In a confusing and surprising twist, the Golden State Warriors will have to try in the first round of the NBA playoffs. The defending champions blew a 31-point lead on their home court against the No. 8 seed Los Angeles Clippers on Monday night, and the erstwhile warmup series is now knotted at one game apiece. It was the biggest choke job, points-wise, in NBA playoff history. To add injury to insult, center DeMarcus Cousins tore his quadriceps during the game and will likely miss the remainder of the season, however long—or truncated—that may be.
For a visual representation of this Warriors-Clippers series, look no further than the duel between Kevin Durant and Patrick Beverley. The Clippers’ 6-foot-1 journeyman guard has been hounding the Warriors’ 7-foot All-Star for two straight games, and the lopsided battle has at times looked like an interpretive dance version of Free Solo, with Durant playing the role of El Capitan.

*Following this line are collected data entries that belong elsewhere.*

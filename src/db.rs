use rocket::fairing::{Fairing, Info, Kind};
use rocket::{Build, Rocket};
use sqlx::sqlite::{SqliteConnectOptions, SqliteJournalMode, SqlitePool, SqlitePoolOptions};
use sqlx::migrate::Migrator;
use std::str::FromStr;

// macro to decode some type from SQL JSON text
#[macro_export]
macro_rules! impl_sqlx_json_text_type_and_decode {
    ($type:ident) => {
        impl<DB: sqlx::Database> sqlx::Type<DB> for $type
        where str: sqlx::Type<DB>
        {
            fn type_info() -> <DB as sqlx::Database>::TypeInfo {
                // TEXT columns only
                <&str as sqlx::Type<DB>>::type_info()
            }
        }

        impl<'r, DB: sqlx::Database> sqlx::Decode<'r, DB> for $type
        where &'r str: sqlx::Decode<'r, DB>
        {
            fn decode(value: <DB as sqlx::Database>::ValueRef<'r>) -> Result<Self, sqlx::error::BoxDynError> {
                let value = <&str as sqlx::Decode<DB>>::decode(value)?;
                Ok(serde_json::from_str::<$type>(value)?)
            }
        }
    };
}

static MIGRATOR: Migrator = sqlx::migrate!("db/migrations");

pub struct DbPool(pub SqlitePool);

pub async fn open_pool(database_url: &str) -> anyhow::Result<SqlitePool> {
    let in_memory = database_url.contains(":memory:");
    let opts = SqliteConnectOptions::from_str(database_url)?
        .create_if_missing(true);
    let opts = if in_memory {
        opts
    } else {
        opts.journal_mode(SqliteJournalMode::Wal)
    };
    // every connection to sqlite::memory: is a separate database
    let max_connections = if in_memory { 1 } else { 5 };
    let pool_opts = SqlitePoolOptions::new().max_connections(max_connections);
    let pool_opts = if in_memory {
        // the database lives only as long as its connection
        pool_opts.idle_timeout(None).max_lifetime(None)
    } else {
        pool_opts
    };
    let pool = pool_opts
        .connect_with(opts)
        .await?;
    MIGRATOR.run(&pool).await?;
    Ok(pool)
}

pub struct DbPoolFairing();
#[rocket::async_trait]
impl Fairing for DbPoolFairing {
    fn info(&self) -> Info {
        Info {
            name: "SQLite Database Pool with Migrations",
            kind: Kind::Ignite,
        }
    }

    async fn on_ignite(&self, rocket: Rocket<Build>) -> rocket::fairing::Result {
        let database_url = if cfg!(test) {
            "sqlite::memory:".to_string()
        } else {
            match rocket.figment().extract_inner::<String>("database_url") {
                Ok(url) => url,
                Err(err) => {
                    error!("Missing database_url: {err}");
                    return Err(rocket);
                }
            }
        };
        info!("Opening database: {database_url}");
        match open_pool(&database_url).await {
            Ok(pool) => {
                info!("Migrations applied successfully!");
                Ok(rocket.manage(DbPool(pool)))
            }
            Err(err) => {
                error!("Database error: {err:?}");
                Err(rocket)
            }
        }
    }
}
use chrono::{DateTime, Utc};
use duet_core::{Error, Result};
use serde::{Deserialize, Serialize};

/// One line of in-call chat
#[derive(Debug, Clone, PartialEq, Eq, Serialize, Deserialize)]
#[serde(rename_all = "camelCase")]
pub struct ChatMessage {
    pub sender_name: String,
    pub text: String,
    /// Written by this client (optimistic echo) rather than received
    pub is_local: bool,
    pub sent_at: DateTime<Utc>,
}

/// In-memory chat history for the lifetime of one session
#[derive(Debug, Default, Clone)]
pub struct ChatLog {
    messages: Vec<ChatMessage>,
}

impl ChatLog {
    #[must_use]
    pub fn new() -> Self {
        Self::default()
    }

    /// Append a message typed locally. Blank text is rejected.
    pub fn push_local(&mut self, sender_name: &str, text: &str) -> Result<&ChatMessage> {
        if text.trim().is_empty() {
            return Err(Error::InvalidInput("Chat message is empty".to_string()));
        }
        Ok(self.push(sender_name, text, true))
    }

    /// Append a message relayed from the peer
    pub fn push_remote(&mut self, sender_name: &str, text: &str) -> &ChatMessage {
        self.push(sender_name, text, false)
    }

    fn push(&mut self, sender_name: &str, text: &str, is_local: bool) -> &ChatMessage {
        self.messages.push(ChatMessage {
            sender_name: sender_name.to_string(),
            text: text.to_string(),
            is_local,
            sent_at: Utc::now(),
        });
        &self.messages[self.messages.len() - 1]
    }

    #[must_use]
    pub fn messages(&self) -> &[ChatMessage] {
        &self.messages
    }

    #[must_use]
    pub fn len(&self) -> usize {
        self.messages.len()
    }

    #[must_use]
    pub fn is_empty(&self) -> bool {
        self.messages.is_empty()
    }

    pub fn clear(&mut self) {
        self.messages.clear();
    }
}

Beverley’s incessant badgering is akin to back-seat roughhousing during a family road trip—it doesn’t matter who started it because everyone is getting in trouble. Even when the Warriors were up by 15 in the fourth quarter during Game 1, Beverley kept himself attached to Durant and goaded the superstar into an altercation that resulted in dueling ejections. In Game 2, Beverley helped stifle Durant to the tune of 8 field goal attempts and 9 turnovers, and he all but burrowed under the superstar’s skin.
Both players fouled out of that contest, which, in chess terms, represents yet another successful strategic sacrifice for the Clippers. After the loss, the oft-emo Durant left the locker room without talking to the press, though he spoke at length with reporters during Wednesday’s practice.
While the approach employed by Beverley and the Clippers might appear to be “annoy Durant until he lashes out,” there is a specific strategy behind everything they do. In the above clip, Durant gives a rundown on his opponents’ gambit and deftly explains how he intends to overcome it. First, he identifies that the Clippers are “top-locking” Golden State’s sharpshooters, which means the off-ball defenders are preventing them from getting behind the 3-point line. He then elaborates on what, exactly, Beverley is trying to accomplish.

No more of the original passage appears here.